** Opening Data block **

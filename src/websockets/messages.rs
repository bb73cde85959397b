use chrono::{DateTime, Utc};
use serde::{Deserialize, Serialize};
use thiserror::Error;

use crate::message::models::{Message, MessageKind};

/// Inbound text that does not parse as a client payload
///
/// Callers log and drop these; a garbled frame never tears down the
/// connection.
#[derive(Debug, Error)]
#[error("malformed payload: {0}")]
pub struct MalformedPayload(#[from] serde_json::Error);

/// Kinds of payloads a client may send over an established connection
#[derive(Debug, Clone, Copy, PartialEq, Eq, Serialize, Deserialize)]
#[serde(rename_all = "snake_case")]
pub enum ClientMessageKind {
    Chat,
    Typing,
}

/// Structured payload received from a client
#[derive(Debug, Clone, Serialize, Deserialize)]
pub struct ClientMessage {
    #[serde(rename = "type")]
    pub kind: ClientMessageKind,
    pub message: Option<String>,
}

impl ClientMessage {
    /// Parses raw inbound text into a typed payload
    pub fn parse(raw: &str) -> Result<Self, MalformedPayload> {
        Ok(serde_json::from_str(raw)?)
    }
}

/// Outbound event broadcast to a room: `{type, user, message, timestamp?}`
#[derive(Debug, Clone, Serialize, Deserialize)]
pub struct WireMessage {
    #[serde(rename = "type")]
    pub kind: MessageKind,
    pub user: String,
    pub message: String,
    #[serde(skip_serializing_if = "Option::is_none")]
    pub timestamp: Option<DateTime<Utc>>,
}

impl WireMessage {
    /// Wraps a persisted history entry for the wire
    pub fn from_message(message: &Message) -> Self {
        Self {
            kind: message.kind,
            user: message.user.clone(),
            message: message.message.clone(),
            timestamp: Some(message.timestamp),
        }
    }

    /// Synthesized announcement when a user joins a room
    pub fn user_joined(username: &str) -> Self {
        Self {
            kind: MessageKind::UserJoined,
            user: username.to_string(),
            message: format!("{} joined the room", username),
            timestamp: Some(Utc::now()),
        }
    }

    /// Synthesized announcement when a user leaves a room
    pub fn user_left(username: &str) -> Self {
        Self {
            kind: MessageKind::UserLeft,
            user: username.to_string(),
            message: format!("{} left the room", username),
            timestamp: Some(Utc::now()),
        }
    }

    /// Transient typing indicator; relayed, never persisted
    pub fn typing(username: &str) -> Self {
        Self {
            kind: MessageKind::Typing,
            user: username.to_string(),
            message: String::new(),
            timestamp: None,
        }
    }
}
use async_trait::async_trait;
use std::collections::HashMap;
use std::sync::{Arc, Mutex};
use std::time::Duration;
use tokio::task::JoinHandle;
use tracing::{debug, info, instrument, warn};
use uuid::Uuid;

use super::models::RoomModel;
use crate::message::log::MessageLog;
use crate::shared::AppError;

/// Length of generated room ids (hex prefix of a v4 UUID)
const ROOM_ID_LEN: usize = 10;

/// Source of current room membership counts, consulted when an eviction
/// timer fires. Implemented by the connection hub.
#[async_trait]
pub trait RoomOccupancy: Send + Sync {
    async fn user_count(&self, room_id: &str) -> usize;
}

/// Tracks which rooms exist and runs deferred eviction of empty ones
///
/// An empty room is not removed immediately: the hub schedules a grace
/// timer, and any new connection cancels it. When a timer fires it
/// re-checks existence and occupancy against current state before removal,
/// because membership can change during the whole grace window.
pub struct RoomRegistry {
    rooms: Mutex<HashMap<String, RoomModel>>,
    eviction_timers: Mutex<HashMap<String, JoinHandle<()>>>,
    message_log: Arc<MessageLog>,
}

impl RoomRegistry {
    pub fn new(message_log: Arc<MessageLog>) -> Self {
        Self {
            rooms: Mutex::new(HashMap::new()),
            eviction_timers: Mutex::new(HashMap::new()),
            message_log,
        }
    }

    /// Creates a new room and returns its generated id
    ///
    /// The short id is retried until unique among currently active rooms;
    /// a truncated UUID alone is not collision-free at scale.
    #[instrument(skip(self))]
    pub async fn create_room(&self) -> String {
        let room_id = {
            let mut rooms = self.rooms.lock().unwrap();
            loop {
                let candidate: String =
                    Uuid::new_v4().simple().to_string()[..ROOM_ID_LEN].to_string();
                if !rooms.contains_key(&candidate) {
                    rooms.insert(candidate.clone(), RoomModel::new(candidate.clone()));
                    break candidate;
                }
                warn!(candidate = %candidate, "Room id collision, retrying");
            }
        };

        // A fresh id should never carry a pending timer; clear one anyway
        self.cancel_eviction(&room_id).await;

        info!(room_id = %room_id, "Room created");
        room_id
    }

    pub async fn exists(&self, room_id: &str) -> bool {
        self.rooms.lock().unwrap().contains_key(room_id)
    }

    pub async fn get(&self, room_id: &str) -> Option<RoomModel> {
        self.rooms.lock().unwrap().get(room_id).cloned()
    }

    /// Ids of all currently active rooms
    pub async fn list(&self) -> Vec<String> {
        self.rooms.lock().unwrap().keys().cloned().collect()
    }

    /// Refreshes a room's last-activity timestamp
    #[instrument(skip(self))]
    pub async fn record_activity(&self, room_id: &str) -> Result<(), AppError> {
        let mut rooms = self.rooms.lock().unwrap();
        match rooms.get_mut(room_id) {
            Some(room) => {
                room.touch();
                Ok(())
            }
            None => Err(AppError::NotFound("Room not found".to_string())),
        }
    }

    /// Removes a room, cancelling any pending eviction and discarding its
    /// message history. Idempotent.
    #[instrument(skip(self))]
    pub async fn remove(&self, room_id: &str) {
        self.cancel_eviction(room_id).await;

        let removed = self.rooms.lock().unwrap().remove(room_id).is_some();
        if removed {
            self.message_log.clear(room_id).await;
            info!(room_id = %room_id, "Room removed");
        } else {
            debug!(room_id = %room_id, "Room already gone, nothing to remove");
        }
    }

    /// Starts a deferred eviction timer for a room, unless one is already
    /// pending or the room does not exist
    ///
    /// When the timer fires, existence and occupancy are re-verified
    /// against current state; a join/leave cycle during the grace window
    /// must not lead to a stale removal.
    pub async fn schedule_eviction(
        self: Arc<Self>,
        room_id: &str,
        ttl: Duration,
        occupancy: Arc<dyn RoomOccupancy>,
    ) {
        if !self.exists(room_id).await {
            debug!(room_id = %room_id, "Not scheduling eviction for unknown room");
            return;
        }

        let mut timers = self.eviction_timers.lock().unwrap();
        if timers.contains_key(room_id) {
            debug!(room_id = %room_id, "Eviction already pending, not stacking");
            return;
        }

        let registry = Arc::clone(&self);
        let room = room_id.to_string();
        let handle = tokio::spawn(async move {
            tokio::time::sleep(ttl).await;

            // Drop our own handle first so remove() does not abort us
            registry.eviction_timers.lock().unwrap().remove(&room);

            if !registry.exists(&room).await {
                debug!(room_id = %room, "Eviction fired for already-removed room");
                return;
            }
            if occupancy.user_count(&room).await > 0 {
                debug!(room_id = %room, "Room repopulated during grace period, keeping");
                return;
            }

            info!(room_id = %room, "Grace period elapsed, evicting empty room");
            registry.remove(&room).await;
        });

        timers.insert(room_id.to_string(), handle);
        info!(room_id = %room_id, ttl_secs = ttl.as_secs(), "Eviction scheduled");
    }

    /// Cancels a pending eviction timer. Safe to call speculatively; no-op
    /// when nothing is pending.
    #[instrument(skip(self))]
    pub async fn cancel_eviction(&self, room_id: &str) {
        let handle = self.eviction_timers.lock().unwrap().remove(room_id);
        if let Some(handle) = handle {
            handle.abort();
            debug!(room_id = %room_id, "Pending eviction cancelled");
        }
    }

    /// Whether an eviction timer is currently pending for a room
    pub fn eviction_pending(&self, room_id: &str) -> bool {
        self.eviction_timers.lock().unwrap().contains_key(room_id)
    }
}

#[cfg(test)]
mod tests {
    use super::*;
    use crate::message::models::MessageKind;

    /// Occupancy stub reporting a fixed member count for every room
    struct FixedOccupancy(usize);

    #[async_trait]
    impl RoomOccupancy for FixedOccupancy {
        async fn user_count(&self, _room_id: &str) -> usize {
            self.0
        }
    }

    fn new_registry() -> (Arc<RoomRegistry>, Arc<MessageLog>) {
        let log = Arc::new(MessageLog::new(1000));
        (Arc::new(RoomRegistry::new(Arc::clone(&log))), log)
    }

    #[tokio::test]
    async fn test_create_room_generates_unique_ids() {
        let (registry, _) = new_registry();

        let mut ids = std::collections::HashSet::new();
        for _ in 0..100 {
            let id = registry.create_room().await;
            assert_eq!(id.len(), 10);
            assert!(ids.insert(id), "duplicate room id among active rooms");
        }

        assert_eq!(registry.list().await.len(), 100);
    }

    #[tokio::test]
    async fn test_exists_and_list() {
        let (registry, _) = new_registry();

        assert!(!registry.exists("nope").await);
        let id = registry.create_room().await;
        assert!(registry.exists(&id).await);
        assert_eq!(registry.list().await, vec![id]);
    }

    #[tokio::test]
    async fn test_remove_is_idempotent_and_clears_history() {
        let (registry, log) = new_registry();

        let id = registry.create_room().await;
        log.append(&id, MessageKind::Chat, "alice", "hello").await;
        assert_eq!(log.count(&id).await, 1);

        registry.remove(&id).await;
        assert!(!registry.exists(&id).await);
        assert_eq!(log.count(&id).await, 0);

        // Second removal is a no-op
        registry.remove(&id).await;
        assert!(!registry.exists(&id).await);
    }

    #[tokio::test]
    async fn test_record_activity_updates_timestamp() {
        let (registry, _) = new_registry();

        let id = registry.create_room().await;
        let initial = registry.get(&id).await.unwrap().last_activity;

        tokio::time::sleep(Duration::from_millis(10)).await;
        registry.record_activity(&id).await.unwrap();

        let updated = registry.get(&id).await.unwrap().last_activity;
        assert!(updated > initial);
    }

    #[tokio::test]
    async fn test_record_activity_nonexistent_room() {
        let (registry, _) = new_registry();

        let result = registry.record_activity("nonexistent").await;
        assert!(matches!(result, Err(AppError::NotFound(_))));
    }

    #[tokio::test]
    async fn test_eviction_fires_for_empty_room() {
        let (registry, log) = new_registry();

        let id = registry.create_room().await;
        log.append(&id, MessageKind::Chat, "alice", "hello").await;

        Arc::clone(&registry)
            .schedule_eviction(&id, Duration::from_millis(20), Arc::new(FixedOccupancy(0)))
            .await;
        assert!(registry.eviction_pending(&id));

        tokio::time::sleep(Duration::from_millis(100)).await;

        assert!(!registry.exists(&id).await);
        assert!(!registry.eviction_pending(&id));
        assert_eq!(log.count(&id).await, 0);
    }

    #[tokio::test]
    async fn test_eviction_respects_current_occupancy() {
        let (registry, _) = new_registry();

        let id = registry.create_room().await;
        Arc::clone(&registry)
            .schedule_eviction(&id, Duration::from_millis(20), Arc::new(FixedOccupancy(1)))
            .await;

        tokio::time::sleep(Duration::from_millis(100)).await;

        // Fired, re-checked membership, kept the room
        assert!(registry.exists(&id).await);
        assert!(!registry.eviction_pending(&id));
    }

    #[tokio::test]
    async fn test_cancel_eviction_keeps_room() {
        let (registry, _) = new_registry();

        let id = registry.create_room().await;
        Arc::clone(&registry)
            .schedule_eviction(&id, Duration::from_millis(20), Arc::new(FixedOccupancy(0)))
            .await;
        registry.cancel_eviction(&id).await;

        tokio::time::sleep(Duration::from_millis(100)).await;

        assert!(registry.exists(&id).await);
    }

    #[tokio::test]
    async fn test_cancel_eviction_without_timer_is_noop() {
        let (registry, _) = new_registry();
        let id = registry.create_room().await;

        // Nothing pending, speculative cancel must be safe
        registry.cancel_eviction(&id).await;
        assert!(registry.exists(&id).await);
    }

    #[tokio::test]
    async fn test_schedule_does_not_stack_timers() {
        let (registry, _) = new_registry();

        let id = registry.create_room().await;
        Arc::clone(&registry)
            .schedule_eviction(&id, Duration::from_millis(30), Arc::new(FixedOccupancy(0)))
            .await;
        Arc::clone(&registry)
            .schedule_eviction(&id, Duration::from_millis(30), Arc::new(FixedOccupancy(0)))
            .await;

        // One cancel must clear the only timer; a stacked second timer
        // would still evict the room below
        registry.cancel_eviction(&id).await;
        tokio::time::sleep(Duration::from_millis(100)).await;

        assert!(registry.exists(&id).await);
    }

    #[tokio::test]
    async fn test_schedule_for_unknown_room_is_noop() {
        let (registry, _) = new_registry();

        Arc::clone(&registry)
            .schedule_eviction(
                "nonexistent",
                Duration::from_millis(10),
                Arc::new(FixedOccupancy(0)),
            )
            .await;

        assert!(!registry.eviction_pending("nonexistent"));
    }
}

** Closing Data block **

* Task instructions
Your answer should consist of the lines above that hold the word "NotFound".

* Exercise answer
            None => Err(AppError::NotFound("Room not found".to_string())),
        assert!(matches!(result, Err(AppError::NotFound(_))));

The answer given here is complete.